Come tante opere salesiane anche la nostra vive in una realtà complessa.

Tre Chiese: la Chiesa del San Giovannino costruita per volere di don Bosco stesso ed inaugurata nel 1882. La parrocchia dei Santi Pietro e Paolo e la parrocchia del Sacro cuore di Maria.

Tre oratori: L’oratorio San Luigi fondato come secondo oratorio da don Bosco stesso nel 1847, l’oratorio dei Santi Pietro e Paolo e l’oratorio del Sacro Cuore di Maria. Il collegio universitario, la cappellania Filippina affidata alla cura dei salesiani già nel 1998, la comunità per 16 minori stranieri non accompagnati, un housing sociale, l’accoglienza per le famiglie afgane, un’accoglienza per donne vittime della tratta e non in ultima ma che tiene insieme tutti i pezzi, come se fosse una grande, immensa, fitta, rete di sostegno, l’educativa di strada con sede nel parco del Valentino ma che si interseca nelle vie e nelle piazze di tutto il quartiere.

 

18 anni fa l’allora incaricato dell’oratorio, passando per il Valentino assieme all’educatore, si accorse di una zona di spaccio molto frequentata, era triste vedere così tanti ragazzi anche minorenni tutti stranieri arrivati da chissà dove e chissà come, abbandonati a se stessi, in cerca di un piccolo guadagno per poter mangiare e dormire e comprarsi qualche vestito.

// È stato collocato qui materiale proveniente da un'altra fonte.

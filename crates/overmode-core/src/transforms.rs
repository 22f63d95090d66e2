//! Pure array reductions between the solver's raw exports and the
//! plottable field maps. Everything here is independent of the external
//! engine and fully unit-tested.

use ndarray::{Array2, Array3, Axis};
use thiserror::Error;

use crate::types::{ModeFieldTensor, RawVectorField};

/// Errors from array reductions.
#[derive(Debug, Error)]
pub enum TransformError {
    #[error("bias index {index} out of range for a sweep of {points} points")]
    BiasIndexOutOfRange { index: usize, points: usize },

    #[error("expected a 3-component vector field, found {found} components")]
    ComponentCount { found: usize },

    #[error("slab index {index} out of range ({layers} out-of-plane layers)")]
    SlabIndexOutOfRange { index: usize, layers: usize },

    #[error("cannot normalise an all-zero field")]
    ZeroField,
}

/// Collapse a bias-swept field (n, 3, n_bias) to the single operating
/// point `bias_index`, yielding (n, 3).
pub fn select_bias_point(
    field: &Array3<f64>,
    bias_index: usize,
) -> Result<Array2<f64>, TransformError> {
    let points = field.len_of(Axis(2));
    if bias_index >= points {
        return Err(TransformError::BiasIndexOutOfRange { index: bias_index, points });
    }
    Ok(field.index_axis(Axis(2), bias_index).to_owned())
}

/// Drop the out-of-plane component (column 1) of an (n, 3) field,
/// keeping the in-plane pair in order: first column x, second z.
pub fn drop_transverse_component(field: &Array2<f64>) -> Result<Array2<f64>, TransformError> {
    let components = field.len_of(Axis(1));
    if components != 3 {
        return Err(TransformError::ComponentCount { found: components });
    }
    Ok(field.select(Axis(1), &[0, 2]))
}

/// Reduce a raw solver export to the in-plane (E_x, E_z) pair, shape
/// (n, 2). Swept results are collapsed to `bias_index` first.
pub fn in_plane_components(
    raw: &RawVectorField,
    bias_index: usize,
) -> Result<Array2<f64>, TransformError> {
    match raw {
        RawVectorField::Swept(field) => {
            let at_bias = select_bias_point(field, bias_index)?;
            drop_transverse_component(&at_bias)
        }
        RawVectorField::Static(field) => drop_transverse_component(field),
    }
}

/// Element-wise |E| = sqrt(E_x² + E_z²).
pub fn vector_magnitude(ex: &Array2<f64>, ez: &Array2<f64>) -> Array2<f64> {
    (ex * ex + ez * ez).mapv(f64::sqrt)
}

/// Magnitude of the three Cartesian components of a mode field, sliced
/// at one out-of-plane slab layer. Returns an (nx, nz) array.
pub fn mode_plane_magnitude(
    tensor: &ModeFieldTensor,
    slab_index: usize,
) -> Result<Array2<f64>, TransformError> {
    let layers = tensor.field.len_of(Axis(2));
    if slab_index >= layers {
        return Err(TransformError::SlabIndexOutOfRange { index: slab_index, layers });
    }
    let plane = tensor.field.index_axis(Axis(2), slab_index);
    let magnitude = plane.map_axis(Axis(2), |e| {
        e.iter().map(|v| v * v).sum::<f64>().sqrt()
    });
    Ok(magnitude)
}

/// Normalise a non-negative field by its own maximum so that the
/// resulting maximum is exactly 1.0. An all-zero field is rejected.
pub fn normalise_max(field: &Array2<f64>) -> Result<Array2<f64>, TransformError> {
    let max = field.iter().copied().fold(f64::NEG_INFINITY, f64::max);
    if !(max > 0.0) {
        return Err(TransformError::ZeroField);
    }
    Ok(field.mapv(|v| v / max))
}

#[cfg(test)]
mod tests {
    use super::*;
    use approx::assert_relative_eq;
    use ndarray::{array, Array1, Array3, Array4};

    /// A 2-point, 3-component, 9-bias sweep with distinguishable entries.
    fn swept_field() -> Array3<f64> {
        Array3::from_shape_fn((2, 3, 9), |(p, c, b)| {
            100.0 * p as f64 + 10.0 * c as f64 + b as f64
        })
    }

    #[test]
    fn bias_selection_matches_manual_indexing() {
        let raw = swept_field();
        let at_mid = select_bias_point(&raw, 4).unwrap();
        for p in 0..2 {
            for c in 0..3 {
                assert_eq!(at_mid[[p, c]], raw[[p, c, 4]]);
            }
        }
    }

    #[test]
    fn bias_index_out_of_range_is_rejected() {
        let raw = swept_field();
        assert!(matches!(
            select_bias_point(&raw, 9),
            Err(TransformError::BiasIndexOutOfRange { index: 9, points: 9 })
        ));
    }

    #[test]
    fn transverse_drop_preserves_remaining_column_order() {
        let field = array![[1.0, 2.0, 3.0], [4.0, 5.0, 6.0]];
        let in_plane = drop_transverse_component(&field).unwrap();
        assert_eq!(in_plane, array![[1.0, 3.0], [4.0, 6.0]]);
    }

    #[test]
    fn two_component_field_is_rejected() {
        let field = array![[1.0, 2.0]];
        assert!(matches!(
            drop_transverse_component(&field),
            Err(TransformError::ComponentCount { found: 2 })
        ));
    }

    #[test]
    fn swept_and_static_reductions_agree_at_the_selected_bias() {
        let raw = swept_field();
        let swept = in_plane_components(&RawVectorField::Swept(raw.clone()), 4).unwrap();
        let static_at_4 = raw.index_axis(ndarray::Axis(2), 4).to_owned();
        let from_static =
            in_plane_components(&RawVectorField::Static(static_at_4), 0).unwrap();
        assert_eq!(swept, from_static);
    }

    #[test]
    fn magnitude_is_pythagorean() {
        let ex = array![[3.0, 0.0]];
        let ez = array![[4.0, 0.0]];
        let m = vector_magnitude(&ex, &ez);
        assert_relative_eq!(m[[0, 0]], 5.0);
        assert_relative_eq!(m[[0, 1]], 0.0);
    }

    #[test]
    fn normalised_maximum_is_exactly_one() {
        let field = array![[0.5, 2.0], [1.25, 0.0]];
        let n = normalise_max(&field).unwrap();
        let max = n.iter().copied().fold(f64::NEG_INFINITY, f64::max);
        assert_eq!(max, 1.0);
        assert_relative_eq!(n[[0, 0]], 0.25);
    }

    #[test]
    fn all_zero_field_cannot_be_normalised() {
        let field = Array2::<f64>::zeros((4, 4));
        assert!(matches!(normalise_max(&field), Err(TransformError::ZeroField)));
    }

    #[test]
    fn mode_plane_magnitude_slices_the_requested_layer() {
        // Two slab layers: layer 0 holds (1, 2, 2), layer 1 is zero.
        let mut field = Array4::<f64>::zeros((1, 1, 2, 3));
        field[[0, 0, 0, 0]] = 1.0;
        field[[0, 0, 0, 1]] = 2.0;
        field[[0, 0, 0, 2]] = 2.0;
        let tensor = ModeFieldTensor {
            x: Array1::zeros(1),
            z: Array1::zeros(1),
            neff: 2.6,
            field,
        };
        let m0 = mode_plane_magnitude(&tensor, 0).unwrap();
        assert_relative_eq!(m0[[0, 0]], 3.0);
        let m1 = mode_plane_magnitude(&tensor, 1).unwrap();
        assert_eq!(m1[[0, 0]], 0.0);
        assert!(matches!(
            mode_plane_magnitude(&tensor, 2),
            Err(TransformError::SlabIndexOutOfRange { index: 2, layers: 2 })
        ));
    }
}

Si sono avvicinati a loro e subito quei ragazzi hanno chiesto: Volete del fumo? La risposta immediata fu: No grazie ma ci piacerebbe giocare con voi. Da quel giorno passo dopo passo è cominciata una relazione che si è allargata a macchia d’olio, la richiesta al comune di trasformare quel luogo in un punto di riferimento educativo, il passaparola e le continue passeggiate degli educatori per il quartiere furono tutti piccoli passi finalizzati ad invitare i ragazzi a frequentare “Spazio anch’io”: così si decise di chiamarlo. Uno spazio anche per loro, una casa anche per loro! Più passavano i giorni più si rendevano conto, ragazzi ed educatori contemporaneamente, che spesso “Casa” non è un luogo ma una persona e rincontrare quegli educatori per strada li faceva sentire finalmente a casa in una terra che continuava per loro ad essere straniera.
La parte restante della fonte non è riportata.